"A vida é de quem se atreve a viver".


Lanari: "Pode-se dizer que os filmes de Antonioni são incompreensíveis, assim como a vida é incompreensível".
Michelangelo Antonioni e a potência do frágil

A propósito da retrospectiva completa e exibição de obras raras do cineasta Michelangelo Antonioni, até o dia 29/5, no CCBB Brasília, brasiliarios.com publica aqui texto de João Lanari Bo sobre o cinema do diretor italiano. 

Em uma carta escrita no final da vida, Roland Barthes desliza com a precisão e a fluidez de sempre sobre a obra artística de Antonioni. Para ele, o diretor italiano exibe em seus filmes as três virtudes constitutivas do artista, a saber a vigilância, a sabedoria e a fragilidade.

A vigilância é a virtude de captar a história, não apenas a grande História, mas a pequena história que subjaz no círculo íntimo das existências individuais, aquelas confinadas nas temporalidades particulares. Cada personagem com seu tempo interior, passado vivido e futuro por vir, e o presente irredutível.

Sabedoria é a presteza no discernimento, a capacidade de jamais confundir sentido e verdade.

Trata-se de uma operação delicada: é mais fácil carregar o sentido e produzir um suposto realismo, que satisfaz uma demanda preconcebida da audiência.

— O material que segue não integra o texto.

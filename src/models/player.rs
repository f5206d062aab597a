//! Roster player model.

use serde::{Deserialize, Serialize};

use super::PlayerId;

/// Positional role on the pitch.
#[derive(Debug, Clone, Copy, PartialEq, Eq, Serialize, Deserialize)]
pub enum Role {
    Goalkeeper,
    Defender,
    Midfielder,
    Forward,
}

impl Role {
    /// Short label used in table output.
    pub fn label(&self) -> &'static str {
        match self {
            Role::Goalkeeper => "GK",
            Role::Defender => "DEF",
            Role::Midfielder => "MID",
            Role::Forward => "FWD",
        }
    }
}

impl std::fmt::Display for Role {
    fn fmt(&self, f: &mut std::fmt::Formatter<'_>) -> std::fmt::Result {
        match self {
            Role::Goalkeeper => write!(f, "Goalkeeper"),
            Role::Defender => write!(f, "Defender"),
            Role::Midfielder => write!(f, "Midfielder"),
            Role::Forward => write!(f, "Forward"),
        }
    }
}

/// Mean of the four sub-ratings, rounded to one decimal.
pub fn overall_rating(technique: f64, physical: f64, tactics: f64, mental: f64) -> f64 {
    let mean = (technique + physical + tactics + mental) / 4.0;
    (mean * 10.0).round() / 10.0
}

/// A roster player with ability ratings on a 1-10 scale.
#[derive(Debug, Clone, Serialize, Deserialize)]
pub struct Player {
    /// Unique identifier
    pub id: PlayerId,

    /// Full name
    pub name: String,

    /// Nickname shown in tables
    pub nickname: String,

    /// Age in years
    pub age: u32,

    /// Positional role
    pub role: Role,

    /// Technique rating
    pub technique: f64,

    /// Physical rating
    pub physical: f64,

    /// Tactics rating
    pub tactics: f64,

    /// Mental rating
    pub mental: f64,

    /// Mean of the four ratings, rounded to one decimal. Kept in sync by
    /// the constructors and builders.
    pub overall: f64,

    /// Primary strength (free text)
    pub strength: String,

    /// Primary weakness (free text)
    pub weakness: String,
}

impl Player {
    /// Create a new player with neutral 5.0 ratings.
    pub fn new(id: PlayerId, name: String, nickname: String, age: u32, role: Role) -> Self {
        Self {
            id,
            name,
            nickname,
            age,
            role,
            technique: 5.0,
            physical: 5.0,
            tactics: 5.0,
            mental: 5.0,
            overall: 5.0,
            strength: String::new(),
            weakness: String::new(),
        }
    }

    /// Builder method to set the four ability ratings. Recomputes the
    /// overall rating.
    pub fn with_ratings(mut self, technique: f64, physical: f64, tactics: f64, mental: f64) -> Self {
        self.technique = technique;
        self.physical = physical;
        self.tactics = tactics;
        self.mental = mental;
        self.overall = overall_rating(technique, physical, tactics, mental);
        self
    }

    /// Builder method to set the free-text notes.
    pub fn with_notes(mut self, strength: impl Into<String>, weakness: impl Into<String>) -> Self {
        self.strength = strength.into();
        self.weakness = weakness.into();
        self
    }

    /// Rating used as the defensive proxy when balancing teams.
    pub fn defense_stat(&self) -> f64 {
        self.tactics
    }
}
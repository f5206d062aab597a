//! JSONL (JSON Lines) storage.
//!
//! JSONL is the source of truth for the roster and match history. Each line
//! is a valid JSON object representing one entity.

use std::collections::HashSet;
use std::fs::{self, File, OpenOptions};
use std::io::{BufRead, BufReader, BufWriter, Write};
use std::marker::PhantomData;
use std::path::PathBuf;

use serde::{de::DeserializeOwned, Serialize};
use tracing::{debug, info, warn};

use super::{MatchRepository, RosterRepository, StorageConfig, StorageError};
use crate::models::{MatchId, MatchRecord, Participation, Player, PlayerId};

/// JSONL file writer.
pub struct JsonlWriter<T> {
    path: PathBuf,
    _marker: PhantomData<T>,
}

impl<T: Serialize> JsonlWriter<T> {
    /// Create a new JSONL writer for the given path.
    pub fn new(path: PathBuf) -> Self {
        Self {
            path,
            _marker: PhantomData,
        }
    }

    /// Ensure the parent directory exists.
    fn ensure_dir(&self) -> Result<(), StorageError> {
        if let Some(parent) = self.path.parent() {
            fs::create_dir_all(parent)?;
        }
        Ok(())
    }

    /// Append a single entity to the file.
    pub fn append(&self, entity: &T) -> Result<(), StorageError> {
        self.ensure_dir()?;

        let file = OpenOptions::new()
            .create(true)
            .append(true)
            .open(&self.path)?;

        let mut writer = BufWriter::new(file);
        let json = serde_json::to_string(entity)?;
        writeln!(writer, "{}", json)?;
        writer.flush()?;

        debug!("Appended entity to {:?}", self.path);
        Ok(())
    }

    /// Append multiple entities to the file.
    pub fn append_batch(&self, entities: &[T]) -> Result<usize, StorageError> {
        if entities.is_empty() {
            return Ok(0);
        }

        self.ensure_dir()?;

        let file = OpenOptions::new()
            .create(true)
            .append(true)
            .open(&self.path)?;

        let mut writer = BufWriter::new(file);
        let mut count = 0;

        for entity in entities {
            let json = serde_json::to_string(entity)?;
            writeln!(writer, "{}", json)?;
            count += 1;
        }

        writer.flush()?;
        info!("Appended {} entities to {:?}", count, self.path);

        Ok(count)
    }

    /// Write entities, replacing the entire file.
    pub fn write_all(&self, entities: &[T]) -> Result<usize, StorageError> {
        self.ensure_dir()?;

        let file = File::create(&self.path)?;
        let mut writer = BufWriter::new(file);
        let mut count = 0;

        for entity in entities {
            let json = serde_json::to_string(entity)?;
            writeln!(writer, "{}", json)?;
            count += 1;
        }

        writer.flush()?;
        info!("Wrote {} entities to {:?}", count, self.path);

        Ok(count)
    }
}

/// JSONL file reader.
pub struct JsonlReader<T> {
    path: PathBuf,
    _marker: PhantomData<T>,
}

impl<T: DeserializeOwned> JsonlReader<T> {
    /// Create a new JSONL reader for the given path.
    pub fn new(path: PathBuf) -> Self {
        Self {
            path,
            _marker: PhantomData,
        }
    }

    /// Read all entities from the file. A missing file reads as empty;
    /// malformed lines are skipped with a warning.
    pub fn read_all(&self) -> Result<Vec<T>, StorageError> {
        if !self.path.exists() {
            return Ok(Vec::new());
        }

        let file = File::open(&self.path)?;
        let reader = BufReader::new(file);
        let mut entities = Vec::new();
        let mut line_num = 0;

        for line in reader.lines() {
            line_num += 1;
            let line = line?;

            if line.trim().is_empty() {
                continue;
            }

            match serde_json::from_str(&line) {
                Ok(entity) => entities.push(entity),
                Err(e) => {
                    warn!(
                        "Failed to parse line {} in {:?}: {}",
                        line_num, self.path, e
                    );
                }
            }
        }

        debug!("Read {} entities from {:?}", entities.len(), self.path);
        Ok(entities)
    }
}

/// Roster and match repositories backed by JSONL files in a data directory.
pub struct JsonlStore {
    config: StorageConfig,
}

impl JsonlStore {
    pub fn new(config: StorageConfig) -> Self {
        Self { config }
    }
}

impl RosterRepository for JsonlStore {
    fn load_players(&self) -> Result<Vec<Player>, StorageError> {
        JsonlReader::new(self.config.players_path()).read_all()
    }

    fn save_player(&self, player: &Player) -> Result<(), StorageError> {
        let mut players = self.load_players()?;
        match players.iter_mut().find(|p| p.id == player.id) {
            Some(existing) => *existing = player.clone(),
            None => players.push(player.clone()),
        }
        JsonlWriter::new(self.config.players_path()).write_all(&players)?;
        Ok(())
    }

    fn delete_player(&self, player_id: &PlayerId) -> Result<bool, StorageError> {
        let mut players = self.load_players()?;
        let before = players.len();
        players.retain(|p| &p.id != player_id);

        if players.len() == before {
            return Ok(false);
        }

        JsonlWriter::new(self.config.players_path()).write_all(&players)?;
        Ok(true)
    }
}

impl MatchRepository for JsonlStore {
    fn load_matches(&self) -> Result<Vec<MatchRecord>, StorageError> {
        JsonlReader::new(self.config.matches_path()).read_all()
    }

    fn load_participations(&self) -> Result<Vec<Participation>, StorageError> {
        JsonlReader::new(self.config.participations_path()).read_all()
    }

    fn record_match(
        &self,
        record: &MatchRecord,
        participations: &[Participation],
    ) -> Result<(), StorageError> {
        JsonlWriter::new(self.config.matches_path()).append(record)?;

        let mut seen: HashSet<(MatchId, PlayerId)> = self
            .load_participations()?
            .into_iter()
            .map(|row| (row.match_id, row.player_id))
            .collect();

        let fresh: Vec<Participation> = participations
            .iter()
            .filter(|row| seen.insert((row.match_id.clone(), row.player_id.clone())))
            .cloned()
            .collect();

        if fresh.len() < participations.len() {
            warn!(
                "Dropped {} duplicate participation(s) for match {}",
                participations.len() - fresh.len(),
                record.id
            );
        }

        JsonlWriter::new(self.config.participations_path()).append_batch(&fresh)?;
        Ok(())
    }
}
//! Core data models for the tracker.

mod ids;
mod insights;
mod match_record;
mod player;
mod standings;

pub use ids::*;
pub use insights::*;
pub use match_record::*;
pub use player::*;
pub use standings::*;
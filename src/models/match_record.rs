//! Match result and participation models.

use chrono::NaiveDate;
use serde::{Deserialize, Serialize};

use super::{EntityId, MatchId, PlayerId};

/// One of the two sides in a match.
#[derive(Debug, Clone, Copy, PartialEq, Eq, Hash, Serialize, Deserialize)]
pub enum Side {
    A,
    B,
}

impl Side {
    /// The opposing side.
    pub fn other(&self) -> Side {
        match self {
            Side::A => Side::B,
            Side::B => Side::A,
        }
    }
}

impl std::fmt::Display for Side {
    fn fmt(&self, f: &mut std::fmt::Formatter<'_>) -> std::fmt::Result {
        match self {
            Side::A => write!(f, "A"),
            Side::B => write!(f, "B"),
        }
    }
}

/// Final outcome of a match.
#[derive(Debug, Clone, Copy, PartialEq, Eq, Serialize, Deserialize)]
pub enum Outcome {
    #[serde(rename = "A")]
    TeamA,
    #[serde(rename = "B")]
    TeamB,
    Draw,
}

impl Outcome {
    /// The winning side, if any.
    pub fn winning_side(&self) -> Option<Side> {
        match self {
            Outcome::TeamA => Some(Side::A),
            Outcome::TeamB => Some(Side::B),
            Outcome::Draw => None,
        }
    }
}

/// A completed match. Records are append-only: once stored they are never
/// edited or deleted.
#[derive(Debug, Clone, Serialize, Deserialize)]
pub struct MatchRecord {
    /// Unique identifier
    pub id: MatchId,

    /// Calendar day the match was played; used only for chronological
    /// ordering
    pub date: NaiveDate,

    /// Which side won
    pub outcome: Outcome,

    /// Winning margin in goals
    pub goal_margin: u32,
}

impl MatchRecord {
    /// Create a new match with a content-derived id from the date and the
    /// two side rosters.
    pub fn new(
        date: NaiveDate,
        outcome: Outcome,
        goal_margin: u32,
        side_a: &[PlayerId],
        side_b: &[PlayerId],
    ) -> Self {
        let join = |ids: &[PlayerId]| {
            ids.iter()
                .map(|id| id.as_str())
                .collect::<Vec<_>>()
                .join(",")
        };
        let id = EntityId::generate(&[&date.to_string(), &join(side_a), &join(side_b)]);

        Self {
            id,
            date,
            outcome,
            goal_margin,
        }
    }

    /// Create a match with a caller-supplied id.
    pub fn with_id(id: MatchId, date: NaiveDate, outcome: Outcome, goal_margin: u32) -> Self {
        Self {
            id,
            date,
            outcome,
            goal_margin,
        }
    }

    /// Winning margin with the draw rule applied: a drawn match contributes
    /// zero goals regardless of the stored value.
    pub fn effective_margin(&self) -> u32 {
        match self.outcome {
            Outcome::Draw => 0,
            _ => self.goal_margin,
        }
    }
}

/// Join row recording that a player took part in a match on a given side.
///
/// A player appears at most once per match; a match's participations split
/// its players into the two sides.
#[derive(Debug, Clone, Serialize, Deserialize)]
pub struct Participation {
    /// Match this row belongs to
    pub match_id: MatchId,

    /// Player who took part
    pub player_id: PlayerId,

    /// Side the player was on
    pub side: Side,
}

impl Participation {
    /// Create a new participation row.
    pub fn new(match_id: MatchId, player_id: PlayerId, side: Side) -> Self {
        Self {
            match_id,
            player_id,
            side,
        }
    }
}

#[cfg(test)]
mod tests {
    use super::*;

    fn date(s: &str) -> NaiveDate {
        NaiveDate::parse_from_str(s, "%Y-%m-%d").unwrap()
    }

    #[test]
    fn test_side_other() {
        assert_eq!(Side::A.other(), Side::B);
        assert_eq!(Side::B.other(), Side::A);
    }

    #[test]
    fn test_winning_side() {
        assert_eq!(Outcome::TeamA.winning_side(), Some(Side::A));
        assert_eq!(Outcome::TeamB.winning_side(), Some(Side::B));
        assert_eq!(Outcome::Draw.winning_side(), None);
    }

    #[test]
    fn test_effective_margin_zero_on_draw() {
        let record = MatchRecord::with_id(MatchId::from("m1"), date("2026-01-29"), Outcome::Draw, 3);
        assert_eq!(record.effective_margin(), 0);
    }

    #[test]
    fn test_effective_margin_on_win() {
        let record =
            MatchRecord::with_id(MatchId::from("m1"), date("2026-01-15"), Outcome::TeamA, 2);
        assert_eq!(record.effective_margin(), 2);
    }

    #[test]
    fn test_match_id_deterministic() {
        let side_a = vec![PlayerId::from("p1"), PlayerId::from("p4")];
        let side_b = vec![PlayerId::from("p2"), PlayerId::from("p5")];

        let m1 = MatchRecord::new(date("2026-01-15"), Outcome::TeamA, 2, &side_a, &side_b);
        let m2 = MatchRecord::new(date("2026-01-15"), Outcome::TeamA, 2, &side_a, &side_b);
        assert_eq!(m1.id, m2.id);

        let m3 = MatchRecord::new(date("2026-01-22"), Outcome::TeamA, 2, &side_a, &side_b);
        assert_ne!(m1.id, m3.id);
    }

    #[test]
    fn test_outcome_serialization_labels() {
        assert_eq!(serde_json::to_string(&Outcome::TeamA).unwrap(), "\"A\"");
        assert_eq!(serde_json::to_string(&Outcome::TeamB).unwrap(), "\"B\"");
        assert_eq!(serde_json::to_string(&Outcome::Draw).unwrap(), "\"Draw\"");
    }

    #[test]
    fn test_match_serialization() {
        let record =
            MatchRecord::with_id(MatchId::from("m1"), date("2026-01-15"), Outcome::TeamB, 1);
        let json = serde_json::to_string(&record).unwrap();
        let deserialized: MatchRecord = serde_json::from_str(&json).unwrap();

        assert_eq!(record.id, deserialized.id);
        assert_eq!(record.date, deserialized.date);
        assert_eq!(record.outcome, deserialized.outcome);
    }

    #[test]
    fn test_participation_serialization() {
        let row = Participation::new(MatchId::from("m1"), PlayerId::from("p1"), Side::B);
        let json = serde_json::to_string(&row).unwrap();
        let deserialized: Participation = serde_json::from_str(&json).unwrap();

        assert_eq!(row.match_id, deserialized.match_id);
        assert_eq!(row.side, deserialized.side);
    }
}
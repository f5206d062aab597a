//! Per-player standings derived from the match history.

use std::collections::HashMap;

use crate::models::{
    MatchId, MatchRecord, MatchResult, Participation, Player, PlayerId, PlayerStanding, Side,
};

/// Number of recent results kept in a player's form sequence.
pub const FORM_WINDOW: usize = 5;

/// Derive one standing per roster player, in roster order.
///
/// Matches are replayed in ascending date order per player so the form
/// sequence is built correctly, then reported newest first. Participations
/// pointing at unknown matches are skipped; a player with no recorded
/// matches gets an all-zero record.
pub fn compute_standings(
    players: &[Player],
    matches: &[MatchRecord],
    participations: &[Participation],
) -> Vec<PlayerStanding> {
    let match_index: HashMap<&MatchId, &MatchRecord> =
        matches.iter().map(|m| (&m.id, m)).collect();

    let mut by_player: HashMap<&PlayerId, Vec<&Participation>> = HashMap::new();
    for row in participations {
        by_player.entry(&row.player_id).or_default().push(row);
    }

    players
        .iter()
        .map(|player| {
            let mut rows: Vec<(&MatchRecord, Side)> = by_player
                .get(&player.id)
                .map(|rows| {
                    rows.iter()
                        .filter_map(|row| {
                            match_index.get(&row.match_id).map(|m| (*m, row.side))
                        })
                        .collect()
                })
                .unwrap_or_default();

            rows.sort_by_key(|(record, _)| record.date);

            let mut won = 0;
            let mut drawn = 0;
            let mut lost = 0;
            let mut goal_diff: i32 = 0;
            let mut results: Vec<MatchResult> = Vec::new();

            for (record, side) in rows {
                match record.outcome.winning_side() {
                    Some(winner) if winner == side => {
                        won += 1;
                        goal_diff += record.effective_margin() as i32;
                        results.push(MatchResult::Win);
                    }
                    Some(_) => {
                        lost += 1;
                        goal_diff -= record.effective_margin() as i32;
                        results.push(MatchResult::Loss);
                    }
                    None => {
                        drawn += 1;
                        results.push(MatchResult::Draw);
                    }
                }
            }

            let played = results.len() as u32;
            let recent_form: Vec<MatchResult> =
                results.iter().rev().take(FORM_WINDOW).copied().collect();

            PlayerStanding {
                player: player.clone(),
                played,
                won,
                drawn,
                lost,
                goal_diff,
                points: super::points(won, drawn),
                win_rate: super::win_rate(won, played),
                recent_form,
            }
        })
        .collect()
}

/// Order a standings table: points, then goal difference, then wins, all
/// descending. Remaining ties keep their input order (the sort is stable).
pub fn sort_table(standings: &mut [PlayerStanding]) {
    standings.sort_by(|a, b| {
        b.points
            .cmp(&a.points)
            .then_with(|| b.goal_diff.cmp(&a.goal_diff))
            .then_with(|| b.won.cmp(&a.won))
    });
}
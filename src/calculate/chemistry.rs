//! Best-partner and nemesis analysis for a single player.

use std::collections::HashMap;

use crate::models::{
    MatchId, MatchRecord, Participation, PartnerInsight, Player, PlayerId, RivalInsight,
};

/// Minimum shared or faced matches before an insight is reported.
pub const MIN_SAMPLE: u32 = 1;

/// The teammate with whom the player wins most often.
///
/// Returns `None` when no teammate reaches the minimum sample. Ties on win
/// rate prefer the larger sample, then the lexicographically smallest id.
pub fn find_ideal_partner(
    player_id: &PlayerId,
    players: &[Player],
    matches: &[MatchRecord],
    participations: &[Participation],
) -> Option<PartnerInsight> {
    let match_index: HashMap<&MatchId, &MatchRecord> =
        matches.iter().map(|m| (&m.id, m)).collect();

    let mut counters: HashMap<&PlayerId, (u32, u32)> = HashMap::new();

    for row in participations.iter().filter(|r| &r.player_id == player_id) {
        let Some(record) = match_index.get(&row.match_id) else {
            continue;
        };
        let won = record.outcome.winning_side() == Some(row.side);

        let teammates = participations.iter().filter(|r| {
            r.match_id == row.match_id && r.side == row.side && &r.player_id != player_id
        });
        for teammate in teammates {
            let counter = counters.entry(&teammate.player_id).or_insert((0, 0));
            counter.1 += 1;
            if won {
                counter.0 += 1;
            }
        }
    }

    select_best(counters, players).map(|(partner, wins, total)| PartnerInsight {
        partner: partner.clone(),
        matches_together: total,
        wins_together: wins,
        win_rate: super::win_rate(wins, total),
    })
}

/// The opponent against whom the player loses most often.
///
/// Returns `None` when no opponent reaches the minimum sample. Same
/// tie-break rule as [`find_ideal_partner`].
pub fn find_nemesis(
    player_id: &PlayerId,
    players: &[Player],
    matches: &[MatchRecord],
    participations: &[Participation],
) -> Option<RivalInsight> {
    let match_index: HashMap<&MatchId, &MatchRecord> =
        matches.iter().map(|m| (&m.id, m)).collect();

    let mut counters: HashMap<&PlayerId, (u32, u32)> = HashMap::new();

    for row in participations.iter().filter(|r| &r.player_id == player_id) {
        let Some(record) = match_index.get(&row.match_id) else {
            continue;
        };
        let lost = record.outcome.winning_side() == Some(row.side.other());

        let opponents = participations
            .iter()
            .filter(|r| r.match_id == row.match_id && r.side != row.side);
        for opponent in opponents {
            let counter = counters.entry(&opponent.player_id).or_insert((0, 0));
            counter.1 += 1;
            if lost {
                counter.0 += 1;
            }
        }
    }

    select_best(counters, players).map(|(rival, losses, total)| RivalInsight {
        rival: rival.clone(),
        matches_against: total,
        losses_against: losses,
        loss_rate: super::win_rate(losses, total),
    })
}

/// Pick the candidate with the highest hit rate; ties prefer the larger
/// sample, then the lexicographically smallest id. Candidates missing from
/// the roster snapshot are skipped.
fn select_best<'a>(
    counters: HashMap<&PlayerId, (u32, u32)>,
    players: &'a [Player],
) -> Option<(&'a Player, u32, u32)> {
    let mut candidates: Vec<(&PlayerId, u32, u32)> = counters
        .into_iter()
        .filter(|(_, (_, total))| *total >= MIN_SAMPLE)
        .map(|(id, (hits, total))| (id, hits, total))
        .collect();

    candidates.sort_by(|a, b| {
        let rate_a = super::win_rate(a.1, a.2);
        let rate_b = super::win_rate(b.1, b.2);
        rate_b
            .partial_cmp(&rate_a)
            .unwrap()
            .then_with(|| b.2.cmp(&a.2))
            .then_with(|| a.0.cmp(b.0))
    });

    candidates.into_iter().find_map(|(id, hits, total)| {
        players.iter().find(|p| &p.id == id).map(|p| (p, hits, total))
    })
}

#[cfg(test)]
mod tests {
    use super::*;
    use crate::models::{Outcome, Role, Side};
    use chrono::NaiveDate;

    fn player(id: &str) -> Player {
        Player::new(
            PlayerId::from(id),
            id.to_string(),
            id.to_string(),
            30,
            Role::Midfielder,
        )
    }

    fn record(id: &str, day: &str, outcome: Outcome) -> MatchRecord {
        let date = NaiveDate::parse_from_str(day, "%Y-%m-%d").unwrap();
        MatchRecord::with_id(MatchId::from(id), date, outcome, 1)
    }

    fn row(match_id: &str, player_id: &str, side: Side) -> Participation {
        Participation::new(MatchId::from(match_id), PlayerId::from(player_id), side)
    }

    #[test]
    fn test_no_matches_means_no_partner() {
        let players = vec![player("p1"), player("p2")];
        let result = find_ideal_partner(&PlayerId::from("p1"), &players, &[], &[]);
        assert!(result.is_none());
    }

    #[test]
    fn test_single_shared_match_qualifies() {
        let players = vec![player("p1"), player("p2")];
        let matches = vec![record("m1", "2026-01-15", Outcome::TeamA)];
        let participations = vec![row("m1", "p1", Side::A), row("m1", "p2", Side::A)];

        let insight =
            find_ideal_partner(&PlayerId::from("p1"), &players, &matches, &participations)
                .unwrap();

        assert_eq!(insight.partner.id.as_str(), "p2");
        assert_eq!(insight.matches_together, 1);
        assert_eq!(insight.wins_together, 1);
        assert_eq!(insight.win_rate, 1.0);
    }

    #[test]
    fn test_ever_present_teammate_wins_two_of_three() {
        // t1 shares all three of p1's matches; the opposition rotates.
        let players = vec![player("p1"), player("t1"), player("o1"), player("o2")];
        let matches = vec![
            record("m1", "2026-01-15", Outcome::TeamA),
            record("m2", "2026-01-22", Outcome::TeamA),
            record("m3", "2026-01-29", Outcome::TeamB),
        ];
        let participations = vec![
            row("m1", "p1", Side::A),
            row("m1", "t1", Side::A),
            row("m1", "o1", Side::B),
            row("m2", "p1", Side::A),
            row("m2", "t1", Side::A),
            row("m2", "o2", Side::B),
            row("m3", "p1", Side::A),
            row("m3", "t1", Side::A),
            row("m3", "o1", Side::B),
        ];

        let insight =
            find_ideal_partner(&PlayerId::from("p1"), &players, &matches, &participations)
                .unwrap();

        assert_eq!(insight.partner.id.as_str(), "t1");
        assert_eq!(insight.matches_together, 3);
        assert_eq!(insight.wins_together, 2);
        assert!((insight.win_rate - 2.0 / 3.0).abs() < 1e-9);
    }

    #[test]
    fn test_equal_rate_prefers_larger_sample() {
        // t1: 1 win of 1. t2: 2 wins of 2. Same 100% rate.
        let players = vec![player("p1"), player("t1"), player("t2")];
        let matches = vec![
            record("m1", "2026-01-15", Outcome::TeamA),
            record("m2", "2026-01-22", Outcome::TeamA),
        ];
        let participations = vec![
            row("m1", "p1", Side::A),
            row("m1", "t1", Side::A),
            row("m1", "t2", Side::A),
            row("m2", "p1", Side::A),
            row("m2", "t2", Side::A),
        ];

        let insight =
            find_ideal_partner(&PlayerId::from("p1"), &players, &matches, &participations)
                .unwrap();

        assert_eq!(insight.partner.id.as_str(), "t2");
        assert_eq!(insight.matches_together, 2);
    }

    #[test]
    fn test_full_tie_prefers_smallest_id() {
        let players = vec![player("p1"), player("tb"), player("ta")];
        let matches = vec![record("m1", "2026-01-15", Outcome::TeamA)];
        let participations = vec![
            row("m1", "p1", Side::A),
            row("m1", "tb", Side::A),
            row("m1", "ta", Side::A),
        ];

        let insight =
            find_ideal_partner(&PlayerId::from("p1"), &players, &matches, &participations)
                .unwrap();

        assert_eq!(insight.partner.id.as_str(), "ta");
    }

    #[test]
    fn test_partner_dangling_candidate_is_skipped() {
        // "ghost" has the better rate but is gone from the roster.
        let players = vec![player("p1"), player("t1")];
        let matches = vec![
            record("m1", "2026-01-15", Outcome::TeamA),
            record("m2", "2026-01-22", Outcome::TeamB),
        ];
        let participations = vec![
            row("m1", "p1", Side::A),
            row("m1", "ghost", Side::A),
            row("m2", "p1", Side::A),
            row("m2", "t1", Side::A),
        ];

        let insight =
            find_ideal_partner(&PlayerId::from("p1"), &players, &matches, &participations)
                .unwrap();

        assert_eq!(insight.partner.id.as_str(), "t1");
        assert_eq!(insight.wins_together, 0);
    }

    #[test]
    fn test_nemesis_highest_loss_rate() {
        // p1 loses both matches against o1, wins the one against o2.
        let players = vec![player("p1"), player("o1"), player("o2")];
        let matches = vec![
            record("m1", "2026-01-15", Outcome::TeamB),
            record("m2", "2026-01-22", Outcome::TeamB),
            record("m3", "2026-01-29", Outcome::TeamA),
        ];
        let participations = vec![
            row("m1", "p1", Side::A),
            row("m1", "o1", Side::B),
            row("m2", "p1", Side::A),
            row("m2", "o1", Side::B),
            row("m3", "p1", Side::A),
            row("m3", "o2", Side::B),
        ];

        let insight =
            find_nemesis(&PlayerId::from("p1"), &players, &matches, &participations).unwrap();

        assert_eq!(insight.rival.id.as_str(), "o1");
        assert_eq!(insight.matches_against, 2);
        assert_eq!(insight.losses_against, 2);
        assert_eq!(insight.loss_rate, 1.0);
    }

    #[test]
    fn test_nemesis_draws_are_not_losses() {
        let players = vec![player("p1"), player("o1")];
        let matches = vec![record("m1", "2026-01-15", Outcome::Draw)];
        let participations = vec![row("m1", "p1", Side::A), row("m1", "o1", Side::B)];

        let insight =
            find_nemesis(&PlayerId::from("p1"), &players, &matches, &participations).unwrap();

        assert_eq!(insight.matches_against, 1);
        assert_eq!(insight.losses_against, 0);
        assert_eq!(insight.loss_rate, 0.0);
    }

    #[test]
    fn test_no_opponents_means_no_nemesis() {
        // Degenerate match with everyone on one side.
        let players = vec![player("p1"), player("t1")];
        let matches = vec![record("m1", "2026-01-15", Outcome::TeamA)];
        let participations = vec![row("m1", "p1", Side::A), row("m1", "t1", Side::A)];

        let insight = find_nemesis(&PlayerId::from("p1"), &players, &matches, &participations);
        assert!(insight.is_none());
    }

    #[test]
    fn test_dangling_match_reference_is_skipped() {
        let players = vec![player("p1"), player("t1")];
        let matches = vec![record("m1", "2026-01-15", Outcome::TeamA)];
        let participations = vec![
            row("m1", "p1", Side::A),
            row("m1", "t1", Side::A),
            row("gone", "p1", Side::A),
            row("gone", "t1", Side::A),
        ];

        let insight =
            find_ideal_partner(&PlayerId::from("p1"), &players, &matches, &participations)
                .unwrap();

        assert_eq!(insight.matches_together, 1);
    }
}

Antonioni, ao contrário, deixa sempre aberta a rota do sentido, suas narrativas oscilam sutilmente entre o patético e o insignificante. A incerteza do sentido.

A arte de Antonioni, resume o pensador francês, é a arte do interstício.

E a fragilidade? É a resultante inevitável, a dúvida existencial que assalta o artista “à medida que ele avança na sua vida e na sua obra”.

Exprimir-se é trilhar a linha tênue entre o testemunho do seu tempo, das mudanças do mundo, e o “simples reflexo egotista de sua nostalgia ou do seu desejo”.

O texto de Roland Barthes é tão hábil, tão sintético, que funciona como uma espécie de alegoria para atrair nossa imersão na obra. Seduzidos por essa dialética sutilíssima, somos arrastados para uma filmografia que é, a um só tempo, estimulante e elusiva, ambígua e expressiva.

Confrontado com a hesitação dos personagens, com a dispersão das causalidades que movem a narrativa clássica e produzem a consequente abstração das emoções, o espectador frustra-se, angustia-se, a exemplo do que se passa na tela.

Pode-se dizer, invocando uma dessas acepções banais e verdadeiras, que os filmes de Antonioni são incompreensíveis, assim como a vida é incompreensível.

Como organizar a vida, no plano das mediações individuais que nos deparamos diariamente, com um razoável grau de certeza?

A essa indagação corresponde, para o diretor italiano, como organizar o tempo e espaço dos personagens e seus desdobramentos, com o igualmente razoável grau de certeza? Em ambos, vida e filme, um mistério.

Se o cinema, afinal de contas, é um dispositivo de mediação através das imagens – consumimos audiovisual para dispor de uma instância de identificações e correspondências, que auxiliem, voluntariamente ou não, nossa inserção no mundo – o cinema de Antonioni é a ilustração desse mecanismo, é o ato mesmo de mediar.

Um ato que por definição se exerce de forma errática, incerta, em permanente estado de suspensão. Os personagens, que encarnam essa errância, também têm dificuldade de resolver suas vidas.

Uns morrem, outros simplesmente desaparecem, e alguns fazem sexo compulsivamente.

De novo: confrontados, os espectadores sentem-se abandonados, condenados a uma recepção que acontece, por infelicidade ou não, independente do filme.

Um distanciamento patológico, um sentimento vago e liminarmente ansioso.

Michelangelo Antonioni faleceu em 2007, um dia depois de Ingmar Bergman. Passou anos sem falar, devido a um derrame, mas sempre lúcido e ativo.

No seu último suspiro contemplou o Moisés restaurado do outro Michelangelo, o escultor. Puro cruzamento de olhares, passado e futuro condensados no presente.